The care of survivors will always involve far more than words. Words may indeed make their plight far worse. I am reminded of that passage from Epistle of James where the hungry person is offered only words. The epistle author takes a very dim view of the failure to offer food and practical help. The Church needs to get its house in order in terms of support and relevant solutions. It needs to be prepared to spend considerable sums of money to provide the sorts of help that survivors say they need. As a first step there could be a meeting when senior bishops and the National Safeguarding Team meet survivors. The agenda should be agreed beforehand and should broadly follow what the survivors themselves have determined. As an act of good faith on both sides, an initial meeting need have no lawyers present on either side. I hold a great deal of respect for the abuse lawyers I know, but I feel that, with the right degree of humility on both sides, human communication would be better by their absence in the first instance. The generals need to visit the battlefield in person to listen to their wounded soldiers. When some broad understandings have been established then is the time for detailed negotiations and agreement which would involve professional representatives on both sides.

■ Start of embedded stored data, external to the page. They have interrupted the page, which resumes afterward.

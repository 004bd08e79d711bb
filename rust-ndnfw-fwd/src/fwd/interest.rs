use super::{DropReason, Forwarder, RxOutcome};
use crate::pit::PitInsert;
use crate::strategy::{SgCtx, SgEvent};
use log::debug;
use rust_ndnfw_common::{FaceId, Interest, L3Packet, Nack, NackReason, OutPacket};
use std::sync::Arc;
use std::time::Instant;

impl Forwarder {
    pub(crate) fn rx_interest(&mut self, face: FaceId, token: u64, interest: Interest, now: Instant) -> RxOutcome {
        self.counters.n_rx_interests.increment();
        debug!(
            "[Fwd {}] interest-from={} name={} {} dn-token={:016x}",
            self.id,
            face,
            interest.name,
            interest.guiders(),
            token
        );

        if interest.hop_limit == 0 {
            self.counters.n_hop_zero.increment();
            debug!("[Fwd {}] ^ drop=hop-zero", self.id);
            return RxOutcome::Dropped(DropReason::HopZero);
        }

        let fib = Arc::clone(&self.fib);
        let rs = fib.read();
        let Some(fib_entry) = rs.lpm(&interest.name) else {
            self.counters.n_no_fib.increment();
            debug!("[Fwd {}] ^ drop=no-FIB-match nack-to={}", self.id, face);
            self.reply_nack(face, token, interest, NackReason::NoRoute);
            return RxOutcome::Nacked(NackReason::NoRoute);
        };

        let (pit_token, is_new) = match self.pit.insert(&interest, now) {
            PitInsert::New(t) => (t, true),
            PitInsert::Existing(t) => (t, false),
            PitInsert::Full => {
                self.counters.n_pit_full.increment();
                debug!("[Fwd {}] ^ drop=PIT-full", self.id);
                return RxOutcome::Dropped(DropReason::PitFull);
            }
        };
        self.counters.pit_size.set(self.pit.len() as u64);

        let Some((entry, arena)) = self.pit.entry_mut(pit_token) else {
            return RxOutcome::Dropped(DropReason::NoPitEntry);
        };
        if !is_new && entry.has_duplicate_nonce(arena, face, interest.nonce, now) {
            self.counters.n_dup_nonce.increment();
            debug!(
                "[Fwd {}] ^ drop=duplicate-nonce nonce={:08x} nack-to={}",
                self.id, interest.nonce, face
            );
            self.reply_nack(face, token, interest, NackReason::Duplicate);
            return RxOutcome::Nacked(NackReason::Duplicate);
        }
        if !entry.record_rx(arena, face, &interest, token, now) {
            self.counters.n_dn_full.increment();
            debug!("[Fwd {}] ^ drop=PitDn-full", self.id);
            if is_new {
                self.erase_entry(pit_token, now, false, None);
            }
            return RxOutcome::Dropped(DropReason::DnFull);
        }
        entry.set_fib_entry(fib_entry.prefix().len(), fib_entry.seq());
        let dyns = fib_entry.dyn_for(self.id);
        if let Some(d) = dyns {
            d.n_rx_interests.increment();
        }
        debug!(
            "[Fwd {}] ^ pit-entry token={:012x} new={} fib-entry-depth={}",
            self.id,
            pit_token,
            is_new,
            fib_entry.prefix().len()
        );

        let sg = Arc::clone(fib_entry.strategy());
        let mut ctx = SgCtx::new(self, pit_token, fib_entry, SgEvent::Interest, now);
        let res = sg.invoke(&mut ctx);
        let n_forwarded = ctx.n_forwarded();
        let returned = ctx.nacks_returned();
        drop(ctx);
        if let Some(d) = dyns {
            d.n_tx_interests.add(n_forwarded as u64);
        }
        drop(rs);
        debug!(
            "[Fwd {}] ^ sg-id={} sg-res={} sg-forwarded={}",
            self.id,
            sg.id(),
            res,
            n_forwarded
        );

        if n_forwarded > 0 {
            return RxOutcome::Forwarded(n_forwarded);
        }
        let Some(reason) = returned else {
            return RxOutcome::Pending;
        };
        let n_pending = self
            .pit
            .entry(pit_token)
            .map_or(0, |(entry, arena)| entry.ups(arena).filter(|up| up.is_pending()).count());
        if n_pending == 0 {
            self.erase_entry(pit_token, now, false, None);
        }
        RxOutcome::Nacked(reason)
    }

    /// Return a Nack for an Interest that never made it into the PIT.
    fn reply_nack(&mut self, face: FaceId, token: u64, interest: Interest, reason: NackReason) {
        if self.faces.is_down(face) {
            debug!("[Fwd {}] ^ no-nack-to={} drop=face-down", self.id, face);
            return;
        }
        let Some(lease) = self.headers.try_alloc() else {
            self.counters.n_alloc_errors.increment();
            debug!("[Fwd {}] ^ no-nack-to={} drop=alloc-error", self.id, face);
            return;
        };
        let nack = Nack::from_interest(interest, reason);
        self.faces
            .transmit(face, OutPacket::new(L3Packet::Nack(nack), token, lease));
        self.counters.n_tx_nacks.increment();
    }
}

Janet’s letter to the Archbishops seems to have begun a process of listening and communication in this area which, we hope, will never be reversed. As an aside it has shown the power of digital communication. For good and ill, Facebook, Twitter and the humble blogger will affect the Church in ways that were inconceivable even ten years ago. I, for one, am proud that the existence of Surviving Church allowed Janet to have a voice and thus be heard by large numbers of people across the Church.